Sore Foot

The title of this post refers to Marley’s sore foot, although I thought, the way this adventure started, that it might be about my feet as well.

My landlord, Kathy, had noticed that Marley was limping last week. Sure enough, when I saw him he was heavily favoring one front foot. Last December, my vet had told me that he has some structural weakness in his hooves (he was limping then, too) and that it would be important to keep his hooves trimmed. Well…..time passed and I hadn’t gotten another hoof trim in so decided that today was the day, even though he was no longer limping.

Marley is a very big boy, compared to my Jacobs – somewhere between 375 and 400 pounds. He is pretty good-natured but can be difficult to move or maneuver if he doesn’t want to go somewhere. I stopped in at Robin’s (Meridian Jacobs) – my mentor on all things sheep – and discussed options (my vet had trimmed his hooves last time). We settled on the idea of using my sheep stand. I should be able to get him up there, secure his neck, and get at his hooves with little problem. Yeah, right.

I gathered goodies – grass hay and some grain – to lure him where I wanted him to go.

With a llama in the pasture, when your hands are full, you have to be clever about where to put the food!

I brought in my ramp to attach to the sheep stand to help Marley get up on it. It has worked well in the past with other sheep.

Sid, "Oh, oh, Marley, I've seen this thing before"

No photos of the chaos that ensued once I tried to distract everyone except Marley with another container of grain, and use the hay and more grain to lure Marley up the ramp. Sid and Marley appreciated the aftermath……

Marley decided that ramp looked just too scary to go up. I was getting concerned I might get injured – or at least get my feet stomped on.

Next step, get a halter on him and lead him up the ramp. He didn’t object to the halter this time, like he did a week or so ago when the vet was there. However, he was not about to be led up that ramp.
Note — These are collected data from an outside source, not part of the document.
//! Cancellable one-shot timers.
//!
//! Components never sleep or spawn on their own. They ask a [`Scheduler`] for
//! a timer, keep the returned [`TimerHandle`], and receive a [`Fired`] value
//! back through the workspace event loop when it expires. Each owner keeps at
//! most one live handle and compares incoming handles against it, so a timer
//! that fires after being superseded is simply ignored.

use std::collections::HashMap;
use std::fmt;
use std::sync::atomic::{AtomicU64, Ordering};
use std::sync::{Arc, Mutex, PoisonError};
use std::time::Duration;

use tokio::sync::mpsc;
use tokio::task::AbortHandle;

/// Opaque identifier of a scheduled timer.
#[derive(Debug, Clone, Copy, PartialEq, Eq, Hash, PartialOrd, Ord)]
pub struct TimerHandle(u64);

impl fmt::Display for TimerHandle {
    fn fmt(&self, f: &mut fmt::Formatter<'_>) -> fmt::Result {
        write!(f, "timer-{}", self.0)
    }
}

/// What a timer is for.
#[derive(Debug, Clone, Copy, PartialEq, Eq)]
pub enum TimerKind {
    /// Simulated assistant typing delay.
    AssistantReply,
    /// Embedded preview did not signal in time.
    PreviewTimeout,
}

/// A timer that reached its deadline.
#[derive(Debug, Clone, Copy, PartialEq, Eq)]
pub struct Fired {
    /// Handle returned by [`Scheduler::schedule`].
    pub handle: TimerHandle,
    /// Kind passed to [`Scheduler::schedule`].
    pub kind: TimerKind,
}

/// Source of one-shot timers.
pub trait Scheduler: Send + Sync + fmt::Debug {
    /// Arrange for `kind` to fire once after `delay`.
    fn schedule(&self, delay: Duration, kind: TimerKind) -> TimerHandle;

    /// Cancel a pending timer. Unknown or already-fired handles are ignored.
    fn cancel(&self, handle: TimerHandle);
}

// ─────────────────────────────────────────────────────────────────────────────
// Tokio
// ─────────────────────────────────────────────────────────────────────────────

/// Scheduler backed by `tokio::time::sleep` tasks.
///
/// Expirations are delivered on the channel returned by [`TokioScheduler::new`].
#[derive(Clone)]
pub struct TokioScheduler {
    inner: Arc<TokioInner>,
}

struct TokioInner {
    next_id: AtomicU64,
    tasks: Mutex<HashMap<TimerHandle, AbortHandle>>,
    tx: mpsc::UnboundedSender<Fired>,
}

impl fmt::Debug for TokioScheduler {
    fn fmt(&self, f: &mut fmt::Formatter<'_>) -> fmt::Result {
        let pending = self
            .inner
            .tasks
            .lock()
            .unwrap_or_else(PoisonError::into_inner)
            .len();
        f.debug_struct("TokioScheduler")
            .field("pending", &pending)
            .finish()
    }
}

impl TokioScheduler {
    /// Create a scheduler and the receiver its expirations arrive on.
    #[must_use]
    pub fn new() -> (Self, mpsc::UnboundedReceiver<Fired>) {
        let (tx, rx) = mpsc::unbounded_channel();
        let scheduler = Self {
            inner: Arc::new(TokioInner {
                next_id: AtomicU64::new(1),
                tasks: Mutex::new(HashMap::new()),
                tx,
            }),
        };
        (scheduler, rx)
    }

    /// Number of timers that have neither fired nor been cancelled.
    #[must_use]
    pub fn pending(&self) -> usize {
        self.inner
            .tasks
            .lock()
            .unwrap_or_else(PoisonError::into_inner)
            .len()
    }
}

impl Scheduler for TokioScheduler {
    fn schedule(&self, delay: Duration, kind: TimerKind) -> TimerHandle {
        let handle = TimerHandle(self.inner.next_id.fetch_add(1, Ordering::Relaxed));
        let inner = Arc::clone(&self.inner);

        // Hold the map lock across spawn so the task cannot remove its entry
        // before it has been inserted.
        let mut tasks = self.inner.tasks.lock().unwrap_or_else(PoisonError::into_inner);
        let task = tokio::spawn(async move {
            tokio::time::sleep(delay).await;
            inner
                .tasks
                .lock()
                .unwrap_or_else(PoisonError::into_inner)
                .remove(&handle);
            let _ = inner.tx.send(Fired { handle, kind });
        });
        tasks.insert(handle, task.abort_handle());
        drop(tasks);

        tracing::trace!(%handle, ?kind, delay_ms = delay.as_millis(), "Timer scheduled");
        handle
    }

    fn cancel(&self, handle: TimerHandle) {
        let removed = self
            .inner
            .tasks
            .lock()
            .unwrap_or_else(PoisonError::into_inner)
            .remove(&handle);
        if let Some(task) = removed {
            task.abort();
            tracing::trace!(%handle, "Timer cancelled");
        }
    }
}

// ─────────────────────────────────────────────────────────────────────────────
// Manual
// ─────────────────────────────────────────────────────────────────────────────

/// Virtual-clock scheduler. Time only moves when [`ManualScheduler::advance`]
/// is called, which makes timer-driven behaviour deterministic in tests.
#[derive(Debug, Default)]
pub struct ManualScheduler {
    inner: Mutex<ManualInner>,
}

#[derive(Debug, Default)]
struct ManualInner {
    now: Duration,
    next_id: u64,
    pending: Vec<ManualTimer>,
}

#[derive(Debug, Clone, Copy)]
struct ManualTimer {
    due: Duration,
    handle: TimerHandle,
    kind: TimerKind,
}

impl ManualScheduler {
    /// Create a scheduler at virtual time zero.
    #[must_use]
    pub fn new() -> Self {
        Self::default()
    }

    /// Move the clock forward and return every timer that came due, in
    /// deadline order.
    pub fn advance(&self, by: Duration) -> Vec<Fired> {
        let mut inner = self.inner.lock().unwrap_or_else(PoisonError::into_inner);
        inner.now += by;
        let now = inner.now;

        let (mut due, waiting): (Vec<_>, Vec<_>) =
            inner.pending.drain(..).partition(|t| t.due <= now);
        inner.pending = waiting;
        due.sort_by_key(|t| (t.due, t.handle));

        due.into_iter()
            .map(|t| Fired {
                handle: t.handle,
                kind: t.kind,
            })
            .collect()
    }

    /// Number of timers still waiting.
    #[must_use]
    pub fn pending(&self) -> usize {
        self.inner
            .lock()
            .unwrap_or_else(PoisonError::into_inner)
            .pending
            .len()
    }

    /// Remaining delays of the waiting timers of `kind`.
    #[must_use]
    pub fn remaining(&self, kind: TimerKind) -> Vec<Duration> {
        let inner = self.inner.lock().unwrap_or_else(PoisonError::into_inner);
        inner
            .pending
            .iter()
            .filter(|t| t.kind == kind)
            .map(|t| t.due.saturating_sub(inner.now))
            .collect()
    }
}

impl Scheduler for ManualScheduler {
    fn schedule(&self, delay: Duration, kind: TimerKind) -> TimerHandle {
        let mut inner = self.inner.lock().unwrap_or_else(PoisonError::into_inner);
        inner.next_id += 1;
        let handle = TimerHandle(inner.next_id);
        let due = inner.now + delay;
        inner.pending.push(ManualTimer { due, handle, kind });
        handle
    }

    fn cancel(&self, handle: TimerHandle) {
        let mut inner = self.inner.lock().unwrap_or_else(PoisonError::into_inner);
        inner.pending.retain(|t| t.handle != handle);
    }
}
So, I decided to just tether him to the panel next to the shelter gate.

This worked quite well, although I was a little concerned about the fit of this halter. He didn’t appreciate having his feet lifted too much but I was able to trim his left side feet. I then turned him around, re-tethered him and found the culprit hoof. The tip was broken off and some other parts needed trimming. It took me awhile to do this. Again, he wasn’t too happy to have me keep picking up that foot. When I finally straightened up  – I discovered that he had slipped out of the halter, but was still standing there, untethered, next to the panel! I had a good laugh. Then, he then discovered he wasn’t tethered and took off!

He didn’t go far but was clearly indignant about the whole experience. Can you see it in his expression?!

"I don't know WHAT you thought you were doing but wasn't I clever to get out of that?!"

All was forgiven when I got them half a flake of hay.

Marley even let Quentin eat off his back. Adventure over and no one’s hooves (or feet) were injured in this tale.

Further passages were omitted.